Records drawn from a dataset:
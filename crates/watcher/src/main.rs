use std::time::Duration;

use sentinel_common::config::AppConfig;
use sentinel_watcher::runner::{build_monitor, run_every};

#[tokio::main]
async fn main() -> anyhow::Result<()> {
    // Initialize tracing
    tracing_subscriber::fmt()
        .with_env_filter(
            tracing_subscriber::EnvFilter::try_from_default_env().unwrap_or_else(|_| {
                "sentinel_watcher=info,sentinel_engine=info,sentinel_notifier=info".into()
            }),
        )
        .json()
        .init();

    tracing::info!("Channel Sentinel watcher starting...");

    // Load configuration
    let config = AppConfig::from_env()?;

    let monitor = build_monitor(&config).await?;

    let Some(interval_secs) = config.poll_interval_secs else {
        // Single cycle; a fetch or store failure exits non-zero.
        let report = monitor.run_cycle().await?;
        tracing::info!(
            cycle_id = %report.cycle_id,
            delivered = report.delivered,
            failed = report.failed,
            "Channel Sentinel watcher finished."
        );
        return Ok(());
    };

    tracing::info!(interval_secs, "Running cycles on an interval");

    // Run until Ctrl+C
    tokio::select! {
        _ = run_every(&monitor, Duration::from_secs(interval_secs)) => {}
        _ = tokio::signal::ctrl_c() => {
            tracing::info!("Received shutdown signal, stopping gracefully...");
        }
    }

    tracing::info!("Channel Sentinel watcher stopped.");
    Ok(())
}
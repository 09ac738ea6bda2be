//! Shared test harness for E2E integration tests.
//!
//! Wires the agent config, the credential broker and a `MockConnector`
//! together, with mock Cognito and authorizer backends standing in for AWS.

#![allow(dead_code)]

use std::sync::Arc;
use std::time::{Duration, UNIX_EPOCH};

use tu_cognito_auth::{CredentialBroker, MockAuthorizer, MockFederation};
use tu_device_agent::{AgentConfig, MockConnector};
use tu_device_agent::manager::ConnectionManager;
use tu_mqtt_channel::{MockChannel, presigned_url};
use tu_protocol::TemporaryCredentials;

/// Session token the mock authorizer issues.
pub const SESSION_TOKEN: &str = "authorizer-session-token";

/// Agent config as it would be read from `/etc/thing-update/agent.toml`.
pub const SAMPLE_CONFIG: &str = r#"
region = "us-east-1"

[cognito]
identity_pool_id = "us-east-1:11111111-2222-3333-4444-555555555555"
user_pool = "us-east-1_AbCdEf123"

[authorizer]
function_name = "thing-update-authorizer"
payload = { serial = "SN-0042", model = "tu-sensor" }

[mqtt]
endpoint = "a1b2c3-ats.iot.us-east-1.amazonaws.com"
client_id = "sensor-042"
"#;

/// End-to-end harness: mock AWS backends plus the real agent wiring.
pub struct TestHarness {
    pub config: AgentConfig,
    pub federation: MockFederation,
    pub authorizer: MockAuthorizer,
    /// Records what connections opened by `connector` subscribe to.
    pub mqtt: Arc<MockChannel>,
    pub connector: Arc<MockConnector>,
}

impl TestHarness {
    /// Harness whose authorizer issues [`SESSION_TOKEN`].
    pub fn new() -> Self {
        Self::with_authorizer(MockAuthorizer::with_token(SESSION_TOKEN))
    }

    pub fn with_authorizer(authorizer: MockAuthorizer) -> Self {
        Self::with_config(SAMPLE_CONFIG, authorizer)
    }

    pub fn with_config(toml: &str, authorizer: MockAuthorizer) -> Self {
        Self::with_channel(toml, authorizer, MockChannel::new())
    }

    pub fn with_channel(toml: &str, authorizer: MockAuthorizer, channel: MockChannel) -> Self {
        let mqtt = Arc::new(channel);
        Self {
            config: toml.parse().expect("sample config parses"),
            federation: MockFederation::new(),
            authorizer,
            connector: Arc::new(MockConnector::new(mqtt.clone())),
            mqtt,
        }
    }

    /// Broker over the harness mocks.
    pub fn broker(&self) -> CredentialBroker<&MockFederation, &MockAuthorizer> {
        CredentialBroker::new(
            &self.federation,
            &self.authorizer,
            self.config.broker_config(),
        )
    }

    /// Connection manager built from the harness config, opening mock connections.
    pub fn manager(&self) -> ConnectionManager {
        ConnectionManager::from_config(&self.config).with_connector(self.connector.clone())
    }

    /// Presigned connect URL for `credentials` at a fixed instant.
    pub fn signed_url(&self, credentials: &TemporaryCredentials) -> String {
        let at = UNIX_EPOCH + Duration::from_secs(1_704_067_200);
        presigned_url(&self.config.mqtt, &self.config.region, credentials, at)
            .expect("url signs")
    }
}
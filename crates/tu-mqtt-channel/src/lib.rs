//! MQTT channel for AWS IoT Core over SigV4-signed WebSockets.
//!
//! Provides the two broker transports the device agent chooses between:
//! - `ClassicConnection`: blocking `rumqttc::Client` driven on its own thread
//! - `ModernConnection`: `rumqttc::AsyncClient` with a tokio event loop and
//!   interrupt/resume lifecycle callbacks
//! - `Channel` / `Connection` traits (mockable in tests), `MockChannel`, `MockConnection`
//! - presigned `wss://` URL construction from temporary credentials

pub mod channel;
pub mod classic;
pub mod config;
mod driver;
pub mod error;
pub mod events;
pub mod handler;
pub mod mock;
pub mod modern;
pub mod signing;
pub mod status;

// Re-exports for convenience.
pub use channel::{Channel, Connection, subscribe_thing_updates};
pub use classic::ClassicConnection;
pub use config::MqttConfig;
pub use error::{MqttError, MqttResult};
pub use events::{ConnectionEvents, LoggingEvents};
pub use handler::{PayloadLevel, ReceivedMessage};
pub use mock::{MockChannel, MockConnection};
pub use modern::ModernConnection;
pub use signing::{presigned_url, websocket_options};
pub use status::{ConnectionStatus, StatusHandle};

TASK DIRECTIONS:
Return each line in the records that holds the string "info".

RESPONSE FOR THIS EXERCISE:
                "sentinel_watcher=info,sentinel_engine=info,sentinel_notifier=info".into()
    tracing::info!("Channel Sentinel watcher starting...");
        tracing::info!(
    tracing::info!(interval_secs, "Running cycles on an interval");
            tracing::info!("Received shutdown signal, stopping gracefully...");
    tracing::info!("Channel Sentinel watcher stopped.");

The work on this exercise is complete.